● Stored data:
use chrono::{DateTime, NaiveDate, Utc};
use serde::{Deserialize, Serialize};
use serde_json::Value;
use std::collections::HashMap;

#[derive(Debug, Clone, Serialize, Deserialize)]
#[serde(rename_all = "camelCase")]
pub struct Document {
    pub id: String,
    pub file_name: String,
    pub file_type: String,
    pub raw_text: String,
    pub metadata: DocumentMetadata,
    pub chunks: Vec<Chunk>,
    pub relationships: RelationshipGraph,
}

#[derive(Debug, Clone, Serialize, Deserialize)]
#[serde(rename_all = "camelCase")]
pub struct DocumentMetadata {
    pub created_at: DateTime<Utc>,
    pub file_size: u64,
    pub mime_type: String,
    #[serde(skip_serializing_if = "Option::is_none")]
    pub page_count: Option<usize>,
    pub total_token_count: usize,
}

#[derive(Debug, Clone, Serialize, Deserialize)]
#[serde(rename_all = "camelCase")]
pub struct Chunk {
    pub id: String,
    pub text: String,
    /// Filled in by a separate embedding step.
    pub embedding: Option<Vec<f32>>,
    pub location: ChunkLocation,
    pub metadata: ChunkMetadata,
}

/// Byte offsets into the parent document's `raw_text`.
#[derive(Debug, Clone, PartialEq, Serialize, Deserialize)]
#[serde(rename_all = "camelCase")]
pub struct ChunkLocation {
    pub start_index: usize,
    pub end_index: usize,
    #[serde(skip_serializing_if = "Option::is_none")]
    pub page_number: Option<usize>,
    #[serde(skip_serializing_if = "Option::is_none")]
    pub cell_reference: Option<String>,
}

#[derive(Debug, Clone, Serialize, Deserialize)]
#[serde(rename_all = "camelCase")]
pub struct ChunkMetadata {
    pub token_count: usize,
    #[serde(skip_serializing_if = "Option::is_none")]
    pub language_code: Option<String>,
    pub confidence: f64,
    #[serde(skip_serializing_if = "Option::is_none")]
    pub topics: Option<Vec<String>>,
    #[serde(skip_serializing_if = "Option::is_none")]
    pub entities: Option<Vec<ExtractedEntity>>,
    #[serde(skip_serializing_if = "Option::is_none")]
    pub temporal_context: Option<TemporalContext>,
    #[serde(skip_serializing_if = "Option::is_none")]
    pub numerical_values: Option<NumericalValues>,
    #[serde(default, skip_serializing_if = "Vec::is_empty")]
    pub value_details: Vec<ExtractedValue>,
    pub source_document: SourceDocument,
    pub context_maps: Vec<ContextMap>,
}

impl ChunkMetadata {
    /// Every candidate recorded for `field` across this chunk's context maps.
    pub fn field_candidates<'a>(
        &'a self,
        field: &'a str,
    ) -> impl Iterator<Item = (&'a ContextMap, &'a FieldCandidate)> + 'a {
        self.context_maps.iter().flat_map(move |map| {
            map.field_mappings
                .get(field)
                .into_iter()
                .flatten()
                .map(move |candidate| (map, candidate))
        })
    }
}

#[derive(Debug, Clone, PartialEq, Serialize, Deserialize)]
pub struct ExtractedEntity {
    pub text: String,
    #[serde(rename = "type")]
    pub entity_type: String,
    #[serde(default, skip_serializing_if = "Option::is_none")]
    pub role: Option<String>,
    /// Anything else the extractor attached, e.g. `category`.
    #[serde(flatten)]
    pub attributes: HashMap<String, Value>,
}

#[derive(Debug, Clone, PartialEq, Serialize, Deserialize)]
#[serde(rename_all = "camelCase")]
pub struct TemporalContext {
    #[serde(skip_serializing_if = "Option::is_none")]
    pub period: Option<String>,
    pub date_references: Vec<NaiveDate>,
}

#[derive(Debug, Clone, Copy, PartialEq, Eq, Serialize, Deserialize)]
#[serde(rename_all = "lowercase")]
pub enum ValueType {
    Currency,
    Percentage,
    Quantity,
    Other,
}

#[derive(Debug, Clone, PartialEq, Serialize, Deserialize)]
pub struct NumericalValues {
    pub values: Vec<f64>,
    #[serde(skip_serializing_if = "Option::is_none")]
    pub unit: Option<String>,
    #[serde(rename = "type")]
    pub value_type: ValueType,
}

#[derive(Debug, Clone, PartialEq, Serialize, Deserialize)]
pub struct ExtractedValue {
    pub value: f64,
    #[serde(rename = "type")]
    pub value_type: ValueType,
    #[serde(default, skip_serializing_if = "Option::is_none")]
    pub unit: Option<String>,
    #[serde(default, skip_serializing_if = "Option::is_none")]
    pub context: Option<String>,
}

/// Weak back-reference to the owning document.
#[derive(Debug, Clone, PartialEq, Serialize, Deserialize)]
#[serde(rename_all = "camelCase")]
pub struct SourceDocument {
    pub id: String,
    pub file_name: String,
    pub mime_type: String,
}

#[derive(Debug, Clone, PartialEq, Serialize, Deserialize)]
#[serde(rename_all = "camelCase")]
pub struct ContextMap {
    pub domain: String,
    pub confidence: f64,
    /// Keys are domain field names chosen by the extractor.
    pub field_mappings: HashMap<String, Vec<FieldCandidate>>,
}

#[derive(Debug, Clone, PartialEq, Serialize, Deserialize)]
#[serde(rename_all = "camelCase")]
pub struct FieldCandidate {
    pub detected_value: Value,
    pub context_terms: Vec<String>,
    pub confidence: f64,
}

#[derive(Debug, Clone, Copy, PartialEq, Eq, Serialize, Deserialize)]
#[serde(rename_all = "lowercase")]
pub enum RelationType {
    Supports,
    Contradicts,
    Elaborates,
    References,
}

#[derive(Debug, Clone, PartialEq, Serialize, Deserialize)]
#[serde(rename_all = "camelCase")]
pub struct RelatedChunk {
    pub chunk_id: String,
    pub relation_type: RelationType,
    pub confidence: f64,
}

#[derive(Debug, Clone, Default, PartialEq, Serialize, Deserialize)]
#[serde(rename_all = "camelCase")]
pub struct ChunkRelationship {
    #[serde(skip_serializing_if = "Option::is_none")]
    pub previous_chunk: Option<String>,
    #[serde(skip_serializing_if = "Option::is_none")]
    pub next_chunk: Option<String>,
    #[serde(skip_serializing_if = "Option::is_none")]
    pub parent_chunk: Option<String>,
    #[serde(default, skip_serializing_if = "Vec::is_empty")]
    pub child_chunks: Vec<String>,
    #[serde(default)]
    pub related_chunks: Vec<RelatedChunk>,
}

/// Adjacency map from chunk id to its links. Links are ids only, so cycles are fine.
#[derive(Debug, Clone, Default, PartialEq, Serialize, Deserialize)]
pub struct RelationshipGraph {
    edges: HashMap<String, ChunkRelationship>,
}

impl RelationshipGraph {
    pub fn new() -> Self {
        Self::default()
    }

    pub fn get(&self, chunk_id: &str) -> Option<&ChunkRelationship> {
        self.edges.get(chunk_id)
    }

    pub fn len(&self) -> usize {
        self.edges.len()
    }

    pub fn is_empty(&self) -> bool {
        self.edges.is_empty()
    }

    fn entry(&mut self, chunk_id: &str) -> &mut ChunkRelationship {
        self.edges.entry(chunk_id.to_string()).or_default()
    }

    /// Chains previous/next links through `ids` in order.
    pub fn link_sequence(&mut self, ids: &[String]) {
        for id in ids {
            self.entry(id);
        }
        for pair in ids.windows(2) {
            self.entry(&pair[0]).next_chunk = Some(pair[1].clone());
            self.entry(&pair[1]).previous_chunk = Some(pair[0].clone());
        }
    }

    pub fn set_parent(&mut self, child: &str, parent: &str) {
        self.entry(child).parent_chunk = Some(parent.to_string());
        let siblings = &mut self.entry(parent).child_chunks;
        if !siblings.iter().any(|c| c == child) {
            siblings.push(child.to_string());
        }
    }

    pub fn relate(&mut self, from: &str, related: RelatedChunk) {
        self.entry(from).related_chunks.push(related);
    }

    /// Ids reachable from `chunk_id` over any single edge, without duplicates.
    pub fn neighbours(&self, chunk_id: &str) -> Vec<&str> {
        let Some(rel) = self.edges.get(chunk_id) else {
            return Vec::new();
        };

        let mut out: Vec<&str> = Vec::new();
        let candidates = rel
            .previous_chunk
            .iter()
            .chain(rel.next_chunk.iter())
            .chain(rel.parent_chunk.iter())
            .chain(rel.child_chunks.iter())
            .chain(rel.related_chunks.iter().map(|r| &r.chunk_id));
        for id in candidates {
            if !out.contains(&id.as_str()) {
                out.push(id);
            }
        }
        out
    }
}

impl Document {
    pub fn chunk(&self, id: &str) -> Option<&Chunk> {
        self.chunks.iter().find(|c| c.id == id)
    }

    pub fn relationships_of(&self, id: &str) -> Option<&ChunkRelationship> {
        self.relationships.get(id)
    }

    /// Text slice a chunk's location points at.
    pub fn located_text(&self, chunk: &Chunk) -> Option<&str> {
        self.raw_text
            .get(chunk.location.start_index..chunk.location.end_index)
    }

    /// All chunks carrying `field` in a context map, with the matching candidate.
    pub fn field_matches<'a>(&'a self, field: &'a str) -> Vec<(&'a Chunk, &'a FieldCandidate)> {
        self.chunks
            .iter()
            .flat_map(|chunk| {
                chunk
                    .metadata
                    .field_candidates(field)
                    .map(move |(_, candidate)| (chunk, candidate))
            })
            .collect()
    }
}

● Work to be completed: Determine how many lines of this listing have the word "ChunkMetadata" in them, and reply with that number alone.

● Your solution: 3